AMP’s head of strategy and chief economist Shane Oliver took to X (formerly Twitter) to provide his view on Ms Bullock’s speech and what it means for future rate decisions.

Mr Oliver stated that her comments did not have the same “sense of urgency emerging as was the case a month ago”, but still their hawkish nature alongside the recent minutes pointed to “the high risk of another hike”.

He added that the ABS’ release of the retail trade and monthly Consumer Price Index indicator data next week “will be key for the December meeting”, with his primary concern being the delay of monetary policy impacts, stating that “more time needs to be allowed for the lagged impact to fully flow through to weaker demand”.

The reaction to Ms Bullock’s speech primarily came due to her confirmation that monetary policy remained a key tool to deal with inflation, particularly as the challenge “we are dealing with is increasingly homegrown and demand-driven.

Ms Bullock stated: “If inflation is simply the product of global supply disruptions or other price rises that monetary policy has little influence over then the appropriate response from interest rates would generally be limited.

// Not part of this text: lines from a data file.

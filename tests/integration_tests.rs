//! End-to-end tests for the abstraction pipeline
//!
//! These tests run every strategy against real RDF fixtures:
//! - RDF file → oxigraph store → catalog queries → classifier → builder
//! - schema graph → Turtle → parsed back
//!
//! Run with: cargo test --test integration_tests

use std::path::PathBuf;

use abstractor_core::vocab::{
    OWL_CLASS, PROV_ENTITY, RDFS_DOMAIN, RDFS_LABEL, RDFS_RANGE, RDFS_SUBCLASS_OF, RDF_TYPE,
    XSD_DECIMAL, XSD_STRING,
};
use abstractor_core::{
    abstract_schema, to_ntriples, to_turtle, Abstraction, SchemaGraph, Strategy, Term, Vocabulary,
};
use abstractor_sparql::{open_source, RdfFileSource, SourceOptions};
use oxigraph::io::RdfFormat;
use tempfile::tempdir;

const NS: &str = "http://askomics.org/internal/";
const GENOMICS: &str = "http://example.org/genomics/";
const ONTO: &str = "http://example.org/onto#";
const DATA: &str = "http://example.org/data/";

fn fixture(name: &str) -> String {
    PathBuf::from(env!("CARGO_MANIFEST_DIR"))
        .join("tests")
        .join("fixtures")
        .join(name)
        .to_string_lossy()
        .into_owned()
}

fn run(name: &str, strategy: Strategy) -> Abstraction {
    run_with(name, strategy, &Vocabulary::default())
}

fn run_with(name: &str, strategy: Strategy, vocabulary: &Vocabulary) -> Abstraction {
    let location = fixture(name);
    let source = open_source(&location, None, &SourceOptions::default()).expect("open fixture");
    abstract_schema(source.as_ref(), vocabulary, &strategy, &location).expect("abstraction")
}

/// Every IRI subject passes the gate of `vocabulary`.
fn assert_only_admitted_nodes(g: &SchemaGraph, vocabulary: &Vocabulary) {
    for subject in g.subjects() {
        if let Some(id) = subject.as_iri() {
            assert!(vocabulary.admits(id), "{id} should never be a node");
        }
    }
}

fn iri(base: &str, local: &str) -> Term {
    Term::iri(format!("{base}{local}"))
}

fn marker(local: &str) -> Term {
    iri(NS, local)
}

fn is_entity(g: &SchemaGraph, t: &Term) -> bool {
    g.contains(t, RDF_TYPE, &marker("entity"))
}

fn has_no_labels_marker(g: &SchemaGraph, t: &Term) -> bool {
    g.contains(t, &format!("{NS}instancesHaveNoLabels"), &Term::boolean(true))
}

fn labels(g: &SchemaGraph, t: &Term) -> Vec<String> {
    g.objects(t, RDFS_LABEL)
        .filter_map(|o| o.lexical().map(str::to_string))
        .collect()
}

// ============================================================================
// Free discovery
// ============================================================================

#[test]
fn test_free_discovery_per_entity() {
    let out = run(
        "genes.ttl",
        Strategy::Free {
            bulk: false,
            superclasses: false,
        },
    );
    let g = &out.graph;

    for local in ["Gene", "Transcript", "Protein", "Molecule"] {
        assert!(is_entity(g, &iri(GENOMICS, local)), "{local} should be an entity");
    }
    assert!(!is_entity(g, &Term::iri(OWL_CLASS)));
    assert_eq!(out.stats.entities, 4);
    // entity query + three per entity
    assert_eq!(out.stats.queries, 13);

    let encodes = iri(GENOMICS, "encodes");
    assert!(g.contains(&encodes, RDFS_DOMAIN, &iri(GENOMICS, "Gene")));
    assert!(g.contains(&encodes, RDFS_RANGE, &iri(GENOMICS, "Protein")));

    let length = iri(GENOMICS, "length");
    assert!(g.contains(&length, RDFS_RANGE, &Term::iri(XSD_DECIMAL)));
    let symbol = iri(GENOMICS, "geneSymbol");
    assert!(g.contains(&symbol, RDFS_RANGE, &Term::iri(XSD_STRING)));
    assert_eq!(labels(g, &symbol), vec!["gene symbol".to_string()]);

    // BRCA2 carries an rdfs:label, transcripts don't.
    assert!(!has_no_labels_marker(g, &iri(GENOMICS, "Gene")));
    assert!(has_no_labels_marker(g, &iri(GENOMICS, "Transcript")));
    assert!(g
        .matching(abstractor_core::Pattern::new(Some(&Term::iri(RDFS_LABEL)), None, None))
        .next()
        .is_none());

    assert!(out.diagnostics.is_empty());
}

#[test]
fn test_bulk_discovery_with_superclasses() {
    let out = run(
        "genes.ttl",
        Strategy::Free {
            bulk: true,
            superclasses: true,
        },
    );
    let g = &out.graph;
    assert_eq!(out.stats.queries, 3);
    assert!(g.contains(
        &iri(GENOMICS, "Protein"),
        RDFS_SUBCLASS_OF,
        &iri(GENOMICS, "Molecule")
    ));
    assert!(g.contains(
        &iri(GENOMICS, "interactsWith"),
        RDFS_RANGE,
        &iri(GENOMICS, "Molecule")
    ));
    assert!(g.contains(
        &iri(GENOMICS, "exonCount"),
        RDFS_DOMAIN,
        &iri(GENOMICS, "Transcript")
    ));
    assert!(!has_no_labels_marker(g, &iri(GENOMICS, "Gene")));
}

#[test]
fn test_bulk_and_per_entity_agree_on_relations() {
    let relations = |out: &Abstraction| -> Vec<Term> {
        out.graph
            .instances_of(&format!("{NS}AskomicsRelation"))
            .into_iter()
            .cloned()
            .collect()
    };
    let free = run(
        "genes.ttl",
        Strategy::Free {
            bulk: false,
            superclasses: false,
        },
    );
    let bulk = run(
        "genes.ttl",
        Strategy::Free {
            bulk: true,
            superclasses: false,
        },
    );
    assert_eq!(relations(&free), relations(&bulk));
}

// ============================================================================
// Declared-ontology discovery
// ============================================================================

#[test]
fn test_ontology_union_domains_keep_every_arm() {
    let out = run(
        "ontology.ttl",
        Strategy::Ontology {
            ontology: "http://example.org/onto".to_string(),
        },
    );
    let g = &out.graph;

    assert!(is_entity(g, &iri(ONTO, "Gene")));
    assert!(is_entity(g, &iri(ONTO, "Pseudogene")));
    assert!(is_entity(g, &iri(ONTO, "Chromosome")));
    assert!(!is_entity(g, &iri(ONTO, "Unrelated")));
    assert!(g.contains(&iri(ONTO, "Pseudogene"), RDFS_SUBCLASS_OF, &iri(ONTO, "Gene")));

    let located_on = iri(ONTO, "locatedOn");
    let domains: Vec<&Term> = g.objects(&located_on, RDFS_DOMAIN).collect();
    assert_eq!(domains, vec![&iri(ONTO, "Gene"), &iri(ONTO, "Pseudogene")]);
    assert!(g.contains(&located_on, RDFS_RANGE, &iri(ONTO, "Chromosome")));
    assert_eq!(labels(g, &located_on), vec!["located on".to_string()]);

    let start = iri(ONTO, "startPosition");
    assert_eq!(g.objects(&start, RDFS_DOMAIN).count(), 2);
    assert!(g.contains(&start, RDFS_RANGE, &Term::iri(XSD_DECIMAL)));
    assert_eq!(labels(g, &start), vec!["start position".to_string()]);

    assert!(g.contains(&iri(ONTO, "name"), RDFS_RANGE, &Term::iri(XSD_STRING)));
    assert_eq!(labels(g, &iri(ONTO, "Gene")), vec!["Gene".to_string()]);
}

// ============================================================================
// Tool-convention discovery
// ============================================================================

#[test]
fn test_askomics_graph_reads_back() {
    // Strand values live in FALDO; keep that namespace to see them.
    let vocabulary = Vocabulary::default().with_positional(None);
    let out = run_with("askomics.ttl", Strategy::ToolConvention, &vocabulary);
    let g = &out.graph;
    let gene = iri(DATA, "Gene");
    let transcript = iri(DATA, "Transcript");

    assert!(g.contains(&gene, RDF_TYPE, &marker("startPoint")));
    assert!(!g.contains(&transcript, RDF_TYPE, &marker("startPoint")));
    assert!(has_no_labels_marker(g, &transcript));
    assert!(!has_no_labels_marker(g, &gene));
    assert!(g.contains(&transcript, RDFS_SUBCLASS_OF, &gene));

    let transcribed = iri(DATA, "transcribedFrom");
    assert!(g.contains(&transcribed, RDFS_DOMAIN, &transcript));
    assert!(g.contains(&transcribed, RDFS_RANGE, &gene));
    assert_eq!(labels(g, &transcribed), vec!["transcribed from".to_string()]);

    let start = iri(DATA, "start");
    assert!(g.contains(&start, RDF_TYPE, &marker("faldoStart")));
    assert!(g.contains(&start, RDFS_RANGE, &Term::iri(XSD_DECIMAL)));

    let strand = iri(DATA, "strand");
    assert!(g.contains(&strand, RDF_TYPE, &marker("AskomicsCategory")));
    let strand_category = iri(DATA, "StrandCategory");
    let category_pred = format!("{NS}category");
    let values: Vec<&Term> = g.objects(&strand_category, &category_pred).collect();
    assert_eq!(values.len(), 2);
    let forward = Term::iri("http://biohackathon.org/resource/faldo#ForwardStrandPosition");
    assert_eq!(labels(g, &forward), vec!["+".to_string()]);
    assert!(g.contains(&forward, RDF_TYPE, &iri(DATA, "StrandCategory")));
    assert_only_admitted_nodes(g, &vocabulary);
}

#[test]
fn test_askomics_categories_with_excluded_values_are_dropped() {
    let vocabulary = Vocabulary::default();
    let out = run_with("askomics.ttl", Strategy::ToolConvention, &vocabulary);
    let g = &out.graph;
    assert!(is_entity(g, &iri(DATA, "Gene")));
    assert!(!g.contains(&iri(DATA, "strand"), RDF_TYPE, &marker("AskomicsCategory")));
    assert_eq!(
        g.objects(&iri(DATA, "StrandCategory"), &format!("{NS}category")).count(),
        0
    );
    assert_only_admitted_nodes(g, &vocabulary);
}

#[test]
fn test_anonymous_types_never_become_entities() {
    let dir = tempdir().expect("tempdir");
    let path = dir.path().join("anonymous.ttl");
    std::fs::write(
        &path,
        r#"@prefix ex: <http://example.org/data/> .
ex:c a [ ex:note "anonymous class" ] ;
    ex:partOf ex:d ;
    ex:size 3 .
ex:d a ex:Container .
"#,
    )
    .expect("write");
    let location = path.to_string_lossy().into_owned();
    let source = open_source(&location, None, &SourceOptions::default()).expect("open");

    for bulk in [true, false] {
        let out = abstract_schema(
            source.as_ref(),
            &Vocabulary::default(),
            &Strategy::Free {
                bulk,
                superclasses: true,
            },
            &location,
        )
        .expect("abstraction");
        assert_only_admitted_nodes(&out.graph, &Vocabulary::default());
        assert!(out
            .graph
            .iter()
            .filter_map(|t| t.object.as_iri())
            .all(|id| url::Url::parse(id).is_ok()));

        let nt = to_ntriples(&out.graph);
        let reparsed = RdfFileSource::from_reader(nt.as_bytes(), RdfFormat::NTriples, "anonymous.nt")
            .expect("output must parse");
        assert_eq!(reparsed.len().expect("len"), out.graph.len());
    }
}

// ============================================================================
// Output
// ============================================================================

#[test]
fn test_turtle_output_parses_back() {
    let out = run("askomics.ttl", Strategy::ToolConvention);
    let ttl = to_turtle(&out.graph, &Vocabulary::default());
    let reparsed = RdfFileSource::from_reader(ttl.as_bytes(), RdfFormat::Turtle, "output.ttl")
        .expect("turtle output must parse");
    assert_eq!(reparsed.len().expect("len"), out.graph.len());

    let nt = to_ntriples(&out.graph);
    let reparsed = RdfFileSource::from_reader(nt.as_bytes(), RdfFormat::NTriples, "output.nt")
        .expect("n-triples output must parse");
    assert_eq!(reparsed.len().expect("len"), out.graph.len());
}

#[test]
fn test_provenance_is_recorded_once() {
    let out = run("ontology.ttl", Strategy::Ontology { ontology: "http://example.org/onto".to_string() });
    assert_eq!(out.graph.instances_of(PROV_ENTITY).len(), 1);
}

#[test]
fn test_output_roundtrips_through_a_file() {
    let out = run(
        "genes.ttl",
        Strategy::Free {
            bulk: true,
            superclasses: true,
        },
    );
    let dir = tempdir().expect("tempdir");
    let path = dir.path().join("abstraction.ttl");
    std::fs::write(&path, to_turtle(&out.graph, &Vocabulary::default())).expect("write");

    // The abstraction of an abstraction is read back with the tool convention.
    let again = abstract_schema(
        &RdfFileSource::open(&path, None).expect("open"),
        &Vocabulary::default(),
        &Strategy::ToolConvention,
        &path.to_string_lossy(),
    )
    .expect("abstraction");
    let relations = |g: &SchemaGraph| g.instances_of(&format!("{NS}AskomicsRelation")).len();
    assert_eq!(relations(&again.graph), relations(&out.graph));
    assert_eq!(again.stats.entities, out.stats.entities);
}

#[test]
fn test_missing_file_is_an_error() {
    let dir = tempdir().expect("tempdir");
    let missing = dir.path().join("missing.ttl");
    assert!(open_source(&missing.to_string_lossy(), None, &SourceOptions::default()).is_err());
}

“This is especially the case if inflation is driven by just a few items such as fuel, electricity, or rents.”

She added that while there are pandemic-related supply chain problems and unrest globally, particularly Russia’s invasion of Ukraine, headline inflation around the world is starting to decline, but many countries, including Australia, are observing that core services inflation is declining more slowly.

Ms Bullock commented: “The energy price impacts didn’t hit us the same as other countries, but we also saw electricity and fuel prices rise sharply.

“As these supply-side effects wane, headline inflation will come down and we are already observing this. But in the background, there has been a solid demand-driven component to inflation.

“This shift from mainly supply-driven to mainly demand-driven inflation has been a part of our inflation outlook for some time.”

Despite seeing the supply-side inflation decline, she also warned that it would not necessarily be a quick fix to ensure the nation can return to below the 3 per cent inflation target.

“An important implication of this homegrown and demand-driven component to inflation is that getting inflation back to target will take time,” Ms Bullock declared.

“It only took three-quarters for inflation to fall from 8 per cent to 5.5 per cent as the supply-side issues eased and there is some more to go there.

“But we expect it to take another two years for inflation to fall that much again and move below 3 per cent. This is because much of the remaining task of bringing inflation back to target will require bringing aggregate demand and aggregate supply into closer alignment.

“I also know that interest rate rises are squeezing the finances of households with a mortgage. But while the board recognises there is a wide diversity of experience, the bank’s statutory objectives are economy-wide outcomes and our key tool – the interest rate – is a blunt one.”